XHSD-FM/XESD-AM
- Silao, Guanajuato; Mexico;
- Broadcast area: León, Guanajuato
- Frequencies: 99.3 MHz 1530 kHz
- Branding: @FM (Arroba FM)

Programming
- Format: Contemporary hit radio

Ownership
- Owner: Radiorama; (JACED, S.A. de C.V.);
- Sister stations: XHGTO-FM, XHOO-FM

History
- First air date: 1964 1994 (FM)

Technical information
- Class: B1 (FM) B (AM)
- Power: 10 kW day 0.1 kW night
- ERP: 10 kW
- Transmitter coordinates: 20°59′27.9″N 101°31′06.9″W﻿ / ﻿20.991083°N 101.518583°W

Links
- Webcast: Listen live
- Website: arroba.fm

= XHSD-FM (Guanajuato) =

Radio station in Silao–León, Guanajuato, Mexico

XHSD-FM 99.3/XESD-AM 1530 is a combo radio station in Silao, Guanajuato, Mexico, primarily serving León. XHSD-XESD is owned by Radiorama and carries a contemporary hit radio format known as @FM Arroba FM.

==History==
The concession for XESD-AM was awarded in January 1964. The FM counterpart was authorized in 1994.
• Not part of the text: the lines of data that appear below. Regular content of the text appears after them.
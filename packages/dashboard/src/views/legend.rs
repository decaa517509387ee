//! Legend toggles.

use rate_map_dashboard_models::LegendItem;
use rate_map_rates_models::{INACTIVE_LEGEND_COLOR, RateBand, TEXT_PRIMARY};

use crate::interaction::ActiveBands;

const INACTIVE_OPACITY: f64 = 0.4;

/// One entry per band, always in display order regardless of which bands
/// are active.
#[must_use]
pub fn derive_legend(active: &ActiveBands) -> Vec<LegendItem> {
    RateBand::all()
        .iter()
        .map(|&band| {
            let is_active = active.contains(band);
            let (background, text, opacity) = if is_active {
                (band.color(), band.text_color(), 1.0)
            } else {
                (INACTIVE_LEGEND_COLOR, TEXT_PRIMARY, INACTIVE_OPACITY)
            };
            LegendItem {
                band,
                label: band.to_string(),
                active: is_active,
                background_color: background.to_string(),
                text_color: text.to_string(),
                opacity,
            }
        })
        .collect()
}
In March 2018, Multimedios Radio took over operation of three Grupo Radiorama stations in León, Guanajuato, including XHSD-FM/XESD-AM. Under Multimedios, the station aired its La Lupe Spanish adult hits format. The change was undone when Multimedios stopped leasing several stations from Radiorama on August 1, 2020.